The Transaction documents also provide that a $500,000 break fee will be payable by either party to the other if that party fails to perform its obligations to pursue completion of the Transaction and a $750,000 break fee will be payable if a party completes an alternative transaction that results in non-completion of the Transaction.
While Matrix and Marquest have entered into a binding term sheet providing for a further $1.8 million loan advance and for the Transaction, there can be no assurance that the loan advance or the Transaction will be completed on the terms proposed or at all.

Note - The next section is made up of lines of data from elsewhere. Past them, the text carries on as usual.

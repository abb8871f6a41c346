//!
//! # Job System
//!
//! Groundwork's job system turns "a file changed" events into ordered graphs of background
//! computations. Features enqueue jobs scoped to a directory, optionally depending on other
//! jobs; the system executes them concurrently subject to dependency order and a per-priority
//! concurrency budget.
//!
//! Bring your own work payload (a type implementing [`Work`]) and enqueue some jobs:
//! - Jobs with unsatisfied dependencies are held until every predecessor has finished,
//!   successfully or not;
//! - Follow-up jobs are described as data ([`FollowupGraph`]) rather than opaque callbacks,
//!   so the dependency graph stays inspectable without executing it;
//! - Queued jobs for a directory can be dropped atomically when the directory goes away,
//!   while running jobs are never interrupted mid-flight;
//! - `wait_for_jobs` awaits jobs *and*, transitively, any follow-up jobs they spawned.
//!
//! ## Basic example
//!
//! ```
//! use gw_task_system::{
//! 	DirHandle, ExecStatus, Job, JobPriority, JobStore, NoOpenDocuments, Scheduler, Work,
//! 	WorkContext,
//! };
//! use async_trait::async_trait;
//! use std::sync::Arc;
//! use thiserror::Error;
//!
//! #[derive(Debug, Error)]
//! pub enum SampleError {
//! 	#[error("sample error")]
//! 	Sample,
//! }
//!
//! #[derive(Debug)]
//! pub struct ReadyWork;
//!
//! #[async_trait]
//! impl Work for ReadyWork {
//! 	type Op = &'static str;
//! 	type Error = SampleError;
//!
//! 	fn op(&self) -> Self::Op {
//! 		"ready"
//! 	}
//!
//! 	async fn run(&self, _ctx: &WorkContext) -> Result<ExecStatus, SampleError> {
//! 		Ok(ExecStatus::Done)
//! 	}
//! }
//!
//! #[tokio::main]
//! async fn main() {
//! 	let store = Arc::new(JobStore::new(Arc::new(NoOpenDocuments)));
//! 	let scheduler = Scheduler::new(Arc::clone(&store), 2, JobPriority::High);
//! 	scheduler.start();
//!
//! 	let id = store.enqueue(Job::new(DirHandle::from_path("/mod"), ReadyWork));
//! 	store.wait_for_jobs(&[id]).await;
//!
//! 	scheduler.stop().await;
//! }
//! ```

#![warn(
	clippy::all,
	clippy::correctness,
	clippy::perf,
	clippy::style,
	clippy::suspicious,
	clippy::complexity,
	clippy::unwrap_used,
	unused_qualifications,
	rust_2018_idioms,
	trivial_casts,
	trivial_numeric_casts,
	unused_allocation,
	clippy::unnecessary_cast,
	clippy::dbg_macro,
	deprecated
)]
#![allow(clippy::missing_errors_doc, clippy::module_name_repetitions)]

mod error;
mod job;
mod scheduler;
mod store;

pub use error::JobError;
pub use job::{
	DirHandle, ExecStatus, FollowupGraph, FollowupJob, Job, JobId, JobPriority, JobState, Work,
	WorkContext,
};
pub use scheduler::Scheduler;
pub use store::{DocumentLookup, JobStore, NoOpenDocuments};
use thiserror::Error;

use super::job::JobId;

#[derive(Debug, Error)]
pub enum JobError {
	#[error("job not found <id='{0}'>")]
	JobNotFound(JobId),
}
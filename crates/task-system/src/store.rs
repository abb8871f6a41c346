use std::{
	collections::{HashMap, HashSet, VecDeque},
	fmt,
	sync::{Arc, Mutex},
	time::Instant,
};

use tokio::sync::watch;
use tracing::{instrument, trace};
use uuid::Uuid;

use super::{
	error::JobError,
	job::{DirHandle, FollowupGraph, FollowupJob, Job, JobId, JobPriority, JobState, Work},
};

const POISONED_LOCK: &str = "job store lock poisoned";
const ACTIVITY_CLOSED: &str = "job store activity channel closed";

/// Answers "does this directory have open documents", used as a dispatch hint so work
/// for directories the user is looking at runs first.
pub trait DocumentLookup: fmt::Debug + Send + Sync + 'static {
	fn has_open_documents(&self, dir: &DirHandle) -> bool;
}

/// A [`DocumentLookup`] for contexts without an editor attached (tests, CLI indexing).
#[derive(Debug, Default, Clone, Copy)]
pub struct NoOpenDocuments;

impl DocumentLookup for NoOpenDocuments {
	fn has_open_documents(&self, _dir: &DirHandle) -> bool {
		false
	}
}

struct ScheduledJob<W: Work> {
	id: JobId,
	dir: DirHandle,
	op: W::Op,
	priority: JobPriority,
	ignore_state: bool,
	is_dir_open: bool,
	state: JobState,
	work: Arc<W>,
	/// Dependencies that have not finished yet. The job becomes eligible for dispatch
	/// once this set drains.
	pending_deps: HashSet<JobId>,
	/// IDs of follow-up jobs spawned when this job finished. Only set on `Done`
	/// tombstones, which are retained while any follow-up is still outstanding so
	/// `wait_for_jobs` can await the whole chain.
	deferred: Vec<JobId>,
	seq: u64,
	enqueued_at: Instant,
}

struct Inner<W: Work> {
	jobs: HashMap<JobId, ScheduledJob<W>>,
	next_seq: u64,
}

/// A job claimed for execution by a scheduler eval loop.
pub(crate) struct ClaimedJob<W: Work> {
	pub id: JobId,
	pub dir: DirHandle,
	pub work: Arc<W>,
	pub ignore_state: bool,
}

/// The queue of background jobs, indexed by directory, with dependency tracking.
///
/// All mutation happens under one internal lock, so claiming a job for execution is
/// atomic: two eval loops can never dispatch the same job. Any state transition bumps
/// an activity counter which wakes blocked `next_job`/`wait_for_jobs` callers and any
/// external watcher (e.g. the change-batch store draining once a directory goes quiet).
pub struct JobStore<W: Work> {
	inner: Mutex<Inner<W>>,
	activity_tx: watch::Sender<u64>,
	documents: Arc<dyn DocumentLookup>,
}

impl<W: Work> JobStore<W> {
	#[must_use]
	pub fn new(documents: Arc<dyn DocumentLookup>) -> Self {
		let (activity_tx, _) = watch::channel(0);

		Self {
			inner: Mutex::new(Inner {
				jobs: HashMap::new(),
				next_seq: 0,
			}),
			activity_tx,
			documents,
		}
	}

	/// Subscribes to the store's activity counter; it is bumped on every enqueue,
	/// dispatch, dequeue and finish.
	#[must_use]
	pub fn activity(&self) -> watch::Receiver<u64> {
		self.activity_tx.subscribe()
	}

	/// Puts a new job into the queue, pruning any dependency that already finished.
	pub fn enqueue(&self, job: Job<W>) -> JobId {
		let id = {
			let mut inner = self.inner.lock().expect(POISONED_LOCK);
			Self::enqueue_locked(&mut inner, &*self.documents, job)
		};
		self.bump();
		id
	}

	/// Enqueues a whole followup graph atomically, resolving intra-batch dependency
	/// indices to the freshly assigned job IDs. Returns the IDs in graph order.
	pub fn enqueue_graph(&self, graph: FollowupGraph<W>) -> Vec<JobId> {
		let followups = graph.into_jobs();
		if followups.is_empty() {
			return Vec::new();
		}

		let mut ids = Vec::with_capacity(followups.len());
		{
			let mut inner = self.inner.lock().expect(POISONED_LOCK);
			for FollowupJob { mut job, after } in followups {
				job.depends_on.extend(after.iter().map(|&idx| ids[idx]));
				ids.push(Self::enqueue_locked(&mut inner, &*self.documents, job));
			}
		}
		self.bump();
		ids
	}

	fn enqueue_locked(inner: &mut Inner<W>, documents: &dyn DocumentLookup, job: Job<W>) -> JobId {
		let id = Uuid::new_v4();

		// A dependency that is gone from the table (or sits there as a Done tombstone)
		// has already finished and must not hold this job back.
		let pending_deps = job
			.depends_on
			.iter()
			.copied()
			.filter(|dep_id| {
				inner
					.jobs
					.get(dep_id)
					.is_some_and(|dep| dep.state != JobState::Done)
			})
			.collect::<HashSet<_>>();

		let is_dir_open = documents.has_open_documents(&job.dir);
		let seq = inner.next_seq;
		inner.next_seq += 1;

		trace!(
			job_id = %id,
			dir = %job.dir,
			op = ?job.work.op(),
			priority = ?job.priority,
			ignore_state = job.ignore_state,
			is_dir_open,
			pending_deps = pending_deps.len(),
			"enqueueing new job"
		);

		inner.jobs.insert(
			id,
			ScheduledJob {
				id,
				dir: job.dir,
				op: job.work.op(),
				priority: job.priority,
				ignore_state: job.ignore_state,
				is_dir_open,
				state: JobState::Queued,
				work: Arc::new(job.work),
				pending_deps,
				deferred: Vec::new(),
				seq,
				enqueued_at: Instant::now(),
			},
		);

		id
	}

	/// Blocks until a queued job with no pending dependencies exists for the given
	/// priority, atomically marking it as running.
	pub(crate) async fn next_job(&self, priority: JobPriority) -> ClaimedJob<W> {
		let mut activity_rx = self.activity_tx.subscribe();

		loop {
			activity_rx.borrow_and_update();

			let claimed = {
				let mut inner = self.inner.lock().expect(POISONED_LOCK);
				Self::claim_next(&mut inner, priority)
			};
			if let Some(claimed) = claimed {
				self.bump();
				return claimed;
			}

			activity_rx.changed().await.expect(ACTIVITY_CLOSED);
		}
	}

	fn claim_next(inner: &mut Inner<W>, priority: JobPriority) -> Option<ClaimedJob<W>> {
		// Directories with open documents are served first, then FIFO.
		let next_id = inner
			.jobs
			.values()
			.filter(|job| {
				job.state == JobState::Queued
					&& job.priority == priority
					&& job.pending_deps.is_empty()
			})
			.min_by_key(|job| (!job.is_dir_open, job.seq))
			.map(|job| job.id)?;

		let job = inner
			.jobs
			.get_mut(&next_id)
			.expect("claimed job id was just read from the table");
		job.state = JobState::Running;

		trace!(
			job_id = %job.id,
			dir = %job.dir,
			op = ?job.op,
			is_dir_open = job.is_dir_open,
			waited = ?job.enqueued_at.elapsed(),
			"dispatching next job"
		);

		Some(ClaimedJob {
			id: job.id,
			dir: job.dir.clone(),
			work: Arc::clone(&job.work),
			ignore_state: job.ignore_state,
		})
	}

	/// Marks a job as finished, releasing its dependents. When the job spawned
	/// follow-up jobs it is retained as a `Done` tombstone until they all finish,
	/// so waiters can follow the chain.
	#[instrument(skip(self, deferred), fields(deferred_count = deferred.len()))]
	pub fn finish_job(&self, id: JobId, deferred: Vec<JobId>) -> Result<(), JobError> {
		{
			let mut inner = self.inner.lock().expect(POISONED_LOCK);

			if !inner.jobs.contains_key(&id) {
				return Err(JobError::JobNotFound(id));
			}

			Self::release_dependents(&mut inner, id);

			// A deferred job may already have finished (or been dequeued) before its
			// parent got here; only jobs still in the table keep the tombstone alive.
			let deferred = deferred
				.into_iter()
				.filter(|deferred_id| inner.jobs.contains_key(deferred_id))
				.collect::<Vec<_>>();

			if deferred.is_empty() {
				inner.jobs.remove(&id);
				Self::cleanup_done_parents_of(&mut inner, id);
			} else {
				let job = inner
					.jobs
					.get_mut(&id)
					.expect("presence checked at the top of finish_job");
				job.state = JobState::Done;
				job.deferred = deferred;
			}
		}
		self.bump();
		Ok(())
	}

	fn release_dependents(inner: &mut Inner<W>, id: JobId) {
		for job in inner.jobs.values_mut() {
			job.pending_deps.remove(&id);
		}
	}

	/// Walks `Done` tombstones whose deferred list references the removed job,
	/// dropping any tombstone that no longer has outstanding follow-ups.
	fn cleanup_done_parents_of(inner: &mut Inner<W>, id: JobId) {
		let mut stack = vec![id];

		while let Some(finished_id) = stack.pop() {
			let parent_ids = inner
				.jobs
				.values()
				.filter(|job| {
					job.state == JobState::Done && job.deferred.contains(&finished_id)
				})
				.map(|job| job.id)
				.collect::<Vec<_>>();

			for parent_id in parent_ids {
				let parent = inner
					.jobs
					.get_mut(&parent_id)
					.expect("parent id was just read from the table");
				parent.deferred.retain(|deferred_id| *deferred_id != finished_id);

				if parent.deferred.is_empty() {
					inner.jobs.remove(&parent_id);
					stack.push(parent_id);
				}
			}
		}
	}

	/// Atomically drops every not-yet-started job scoped to the given directory.
	///
	/// Running jobs are never interrupted; they complete and their results are then
	/// discarded or overwritten by whoever removed the directory. Dependents of a
	/// dropped job are released, not cancelled.
	#[instrument(skip(self))]
	pub fn dequeue_jobs_for_dir(&self, dir: &DirHandle) -> usize {
		let removed = {
			let mut inner = self.inner.lock().expect(POISONED_LOCK);

			let queued_ids = inner
				.jobs
				.values()
				.filter(|job| job.state == JobState::Queued && job.dir == *dir)
				.map(|job| job.id)
				.collect::<Vec<_>>();

			for id in &queued_ids {
				inner.jobs.remove(id);
				Self::release_dependents(&mut inner, *id);
				Self::cleanup_done_parents_of(&mut inner, *id);
			}

			queued_ids.len()
		};

		if removed > 0 {
			trace!(dequeued = removed, "dequeued queued jobs for directory");
			self.bump();
		}
		removed
	}

	/// Awaits the given jobs and, transitively, any follow-up jobs they spawned.
	pub async fn wait_for_jobs(&self, ids: &[JobId]) {
		let mut queue = ids.iter().copied().collect::<VecDeque<_>>();
		let mut activity_rx = self.activity_tx.subscribe();

		while let Some(id) = queue.pop_front() {
			loop {
				activity_rx.borrow_and_update();

				{
					let inner = self.inner.lock().expect(POISONED_LOCK);
					match inner.jobs.get(&id) {
						// Gone entirely: the job and its whole deferred chain finished.
						None => break,
						Some(job) if job.state == JobState::Done => {
							queue.extend(job.deferred.iter().copied());
							break;
						}
						Some(_) => {}
					}
				}

				activity_rx.changed().await.expect(ACTIVITY_CLOSED);
			}
		}
	}

	/// Whether any job (queued or running) is scoped to the given directory.
	#[must_use]
	pub fn has_jobs_for_dir(&self, dir: &DirHandle) -> bool {
		let inner = self.inner.lock().expect(POISONED_LOCK);
		inner
			.jobs
			.values()
			.any(|job| job.dir == *dir && job.state != JobState::Done)
	}

	#[must_use]
	pub fn job_state(&self, id: JobId) -> Option<JobState> {
		let inner = self.inner.lock().expect(POISONED_LOCK);
		inner.jobs.get(&id).map(|job| job.state)
	}

	#[must_use]
	pub fn queued_job_ids(&self) -> Vec<JobId> {
		let inner = self.inner.lock().expect(POISONED_LOCK);
		inner
			.jobs
			.values()
			.filter(|job| job.state == JobState::Queued)
			.map(|job| job.id)
			.collect()
	}

	fn bump(&self) {
		self.activity_tx.send_modify(|version| *version += 1);
	}
}

impl<W: Work> fmt::Debug for JobStore<W> {
	fn fmt(&self, f: &mut fmt::Formatter<'_>) -> fmt::Result {
		let inner = self.inner.lock().expect(POISONED_LOCK);
		f.debug_struct("JobStore")
			.field("jobs", &inner.jobs.len())
			.finish_non_exhaustive()
	}
}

Forward-looking statements: Certain statements in this press release are forward-looking statements including the statements about the pending $1.8 million loan advance by Marquest to Matrix, employment and other arrangements associated with the Transaction and closing of the Transaction. Forward-looking statements are based on beliefs and assumptions at the time the statements are made, including beliefs and assumptions about the satisfaction or waiver of conditions to the loan advance and closing of the Transaction, some of which require regulatory and shareholder approval. While management considers these beliefs and assumptions to be reasonable based on information currently available to it, they are subject to numerous risks and uncertainties and no assurance can be given that such beliefs and assumptions will prove to be correct. Accordingly, actual results may differ significantly from those expressed or implied by forward-looking statements due to many factors including, but not limited to, risks associated with securing necessary regulatory, shareholder and third party approvals for the Transaction, satisfying other conditions to the Transaction, risks associated with completing the Transaction and risks associated with Matrix's ability to continue to operate as a going concern and restore and maintain compliance with minimum working capital and other regulatory requirements. Many of these risks are beyond the control of Matrix. Other than as specifically required by law, Matrix undertakes no obligation to update any forward-looking statements to reflect events or circumstances after the date on which such statements are made, or to reflect or to reflect new information, future unanticipated events or results or other factors.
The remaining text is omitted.